The SAGE Question Framework uses knowledge about habit formation to help you plan and execute your change in a way that will stick. Apply the framework to any change you want to make by walking through all four questions at the start of your project.
The SAGE Question Framework
- Success: What will success look like?
- Actions: What are the actions that lead to success?
- Gut: Why does it matter?
- Easy: How can we make it easy?
Success: What will success look like?
A department director asked me to run a short training for his team on management skills. It’s hard to imagine a broader, more nuanced topic, to cover in a short session. So, I asked “what will success look like?”
This question clarifies two things: the current stage and the desired state. Knowing the gap between the two helps you understand the scope of the change necessary and establishes a shared understanding of what “done” looks like.
In the director’s case, success meant that managers would be able to answer employee questions about team policy without coming to him first.
Actions: What are the actions that lead to success?
Once we understand what success looks like, we need figure out how it’s achieved. Here I turn to psychologist Edwin Guthrie who stated, “movements compose acts and acts compose skills.” In other words, break the skills needed for success into learnable actions.

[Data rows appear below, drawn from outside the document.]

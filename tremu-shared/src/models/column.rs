/// Board columns
///
/// # Schema
///
/// ```sql
/// CREATE TABLE columns (
///     id BIGSERIAL PRIMARY KEY,
///     title VARCHAR(100) NOT NULL,
///     board_id BIGINT NOT NULL REFERENCES boards(id) ON DELETE CASCADE,
///     position INTEGER NOT NULL CHECK (position >= 0),
///     created_at TIMESTAMPTZ NOT NULL DEFAULT NOW(),
///     CONSTRAINT columns_board_position_key UNIQUE (board_id, position)
///         DEFERRABLE INITIALLY DEFERRED
/// );
/// ```
///
/// `position` is exposed as `order` and is always `0..n-1` within a board.
/// Create, reorder and delete lock the board row exclusively, so they apply
/// one after the other and never overlap a task mutation on the same board
/// (those hold the board row in share mode).

use chrono::{DateTime, Utc};
use serde::Serialize;
use sqlx::{PgConnection, PgPool};
use tracing::debug;

use super::positions::{self, OrderedTable};
use super::ReorderError;
use crate::ordering::OrderingError;

/// A column on a board
#[derive(Debug, Clone, Serialize, sqlx::FromRow)]
#[serde(rename_all = "camelCase")]
pub struct Column {
    /// Column ID
    pub id: i64,

    /// Title
    pub title: String,

    /// Owning board
    pub board_id: i64,

    /// Zero-based order within the board
    #[serde(rename = "order")]
    pub position: i32,

    /// Creation time
    pub created_at: DateTime<Utc>,
}

/// Input for creating a column
#[derive(Debug, Clone)]
pub struct CreateColumn {
    /// Board to add the column to
    pub board_id: i64,

    /// Title
    pub title: String,
}

impl Column {
    /// Appends a column to the end of its board
    ///
    /// The new column's order equals the number of columns the board had.
    pub async fn create(pool: &PgPool, data: CreateColumn) -> Result<Self, ReorderError> {
        let mut tx = pool.begin().await?;

        if !positions::lock_parent(&mut *tx, OrderedTable::Columns, data.board_id).await? {
            return Err(ReorderError::NotFound("board"));
        }

        let mut siblings =
            positions::load_siblings(&mut *tx, OrderedTable::Columns, data.board_id).await?;

        let column = sqlx::query_as::<_, Column>(
            r#"
            INSERT INTO columns (title, board_id, position)
            VALUES ($1, $2, $3)
            RETURNING id, title, board_id, position, created_at
            "#,
        )
        .bind(&data.title)
        .bind(data.board_id)
        .bind(siblings.next_order())
        .fetch_one(&mut *tx)
        .await?;

        siblings.push(column.id)?;
        tx.commit().await?;

        debug!(column_id = column.id, board_id = column.board_id, order = column.position, "Column created");
        Ok(column)
    }

    /// Finds a column by ID
    pub async fn find_by_id(pool: &PgPool, id: i64) -> Result<Option<Self>, sqlx::Error> {
        sqlx::query_as::<_, Column>(
            "SELECT id, title, board_id, position, created_at FROM columns WHERE id = $1",
        )
        .bind(id)
        .fetch_optional(pool)
        .await
    }

    /// Columns of a board in order
    pub async fn list_by_board(pool: &PgPool, board_id: i64) -> Result<Vec<Self>, sqlx::Error> {
        let mut conn = pool.acquire().await?;
        Self::list_in(&mut *conn, board_id).await
    }

    async fn list_in(conn: &mut PgConnection, board_id: i64) -> Result<Vec<Self>, sqlx::Error> {
        sqlx::query_as::<_, Column>(
            r#"
            SELECT id, title, board_id, position, created_at
            FROM columns
            WHERE board_id = $1
            ORDER BY position ASC, id ASC
            "#,
        )
        .bind(board_id)
        .fetch_all(conn)
        .await
    }

    /// Renames a column; ordering is untouched
    pub async fn update_title(
        pool: &PgPool,
        id: i64,
        title: &str,
    ) -> Result<Option<Self>, sqlx::Error> {
        sqlx::query_as::<_, Column>(
            r#"
            UPDATE columns SET title = $2
            WHERE id = $1
            RETURNING id, title, board_id, position, created_at
            "#,
        )
        .bind(id)
        .bind(title)
        .fetch_optional(pool)
        .await
    }

    /// Moves a column to `new_order` within its board
    ///
    /// Columns between the old and new slot shift by one toward the vacated
    /// slot. Returns the board's columns in their new order.
    ///
    /// # Errors
    ///
    /// - [`ReorderError::Ordering`] when `new_order` is outside `0..n`;
    ///   nothing is written
    /// - [`ReorderError::NotFound`] when the column does not exist
    pub async fn reorder(pool: &PgPool, id: i64, new_order: i64) -> Result<Vec<Self>, ReorderError> {
        let mut tx = pool.begin().await?;

        let board_id = board_of(&mut *tx, id).await?;
        if !positions::lock_parent(&mut *tx, OrderedTable::Columns, board_id).await? {
            return Err(ReorderError::NotFound("board"));
        }

        let before = positions::load_siblings(&mut *tx, OrderedTable::Columns, board_id).await?;
        let mut after = before.clone();
        let old = after.move_to(id, new_order).map_err(column_missing)?;

        let changes = after.changes_since(&before);
        positions::write_positions(&mut *tx, OrderedTable::Columns, &changes).await?;

        let columns = Self::list_in(&mut *tx, board_id).await?;
        tx.commit().await?;

        debug!(column_id = id, board_id, from = old, to = new_order, "Column reordered");
        Ok(columns)
    }

    /// Deletes a column and its tasks, closing the gap it leaves
    ///
    /// Returns `false` if the column did not exist.
    pub async fn delete(pool: &PgPool, id: i64) -> Result<bool, ReorderError> {
        let mut tx = pool.begin().await?;

        let board_id = match board_of(&mut *tx, id).await {
            Ok(board_id) => board_id,
            Err(ReorderError::NotFound(_)) => return Ok(false),
            Err(e) => return Err(e),
        };
        if !positions::lock_parent(&mut *tx, OrderedTable::Columns, board_id).await? {
            return Ok(false);
        }

        let before = positions::load_siblings(&mut *tx, OrderedTable::Columns, board_id).await?;
        let mut after = before.clone();
        if after.remove(id).is_err() {
            return Ok(false);
        }

        sqlx::query("DELETE FROM columns WHERE id = $1")
            .bind(id)
            .execute(&mut *tx)
            .await?;

        let changes = after.changes_since(&before);
        positions::write_positions(&mut *tx, OrderedTable::Columns, &changes).await?;

        tx.commit().await?;

        debug!(column_id = id, board_id, shifted = changes.len(), "Column deleted");
        Ok(true)
    }
}

async fn board_of(conn: &mut PgConnection, column_id: i64) -> Result<i64, ReorderError> {
    sqlx::query_scalar::<_, i64>("SELECT board_id FROM columns WHERE id = $1")
        .bind(column_id)
        .fetch_optional(conn)
        .await?
        .ok_or(ReorderError::NotFound("column"))
}

// The column vanished between lookup and lock
fn column_missing(err: OrderingError) -> ReorderError {
    match err {
        OrderingError::UnknownItem(_) => ReorderError::NotFound("column"),
        other => ReorderError::Ordering(other),
    }
}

In the example above, we determined that, to answer employee questions, managers needed practice applying policy in common workplace situations and to remember where to find that information in the moment of need.
Gut: Why does it matter?
I call this the gut question because to motivate people to change, you need them to feel the need for change internally. Doing a gut check on why the change matters to your audience helps you frame it in a way that activates their intrinsic motivation – a factor strongly correlated with successful behavior modification.
In the example of policy training, being able to quickly answer those questions would give managers more time to spend on meaningful interactions with their direct reports, something we knew mattered to them a lot.
Easy: How can we make it easy?
Change is hard, it takes time and mental energy. One of the best things you can do for stickiness is make is easy for people to implement new behaviors. One of my favorite tools here is the nudge, embedding behavioral cues into the environment to encourage the desired change.
For the policy training, we realized that most policy questions came up when employees were transitioning, so in addition to training, we added links to relevant information into those existing workflows. We also got creative, inventing catchy lingo, posting pop quizzes on Slack, and hiding reminders around the office (my favorite – notes taped to granola bars in the snack cabinet).
Not only did these strategies work to effect lasting change for the director and his team, it inspired other teams to get excited about mastering these skills which lead to organization-wide change.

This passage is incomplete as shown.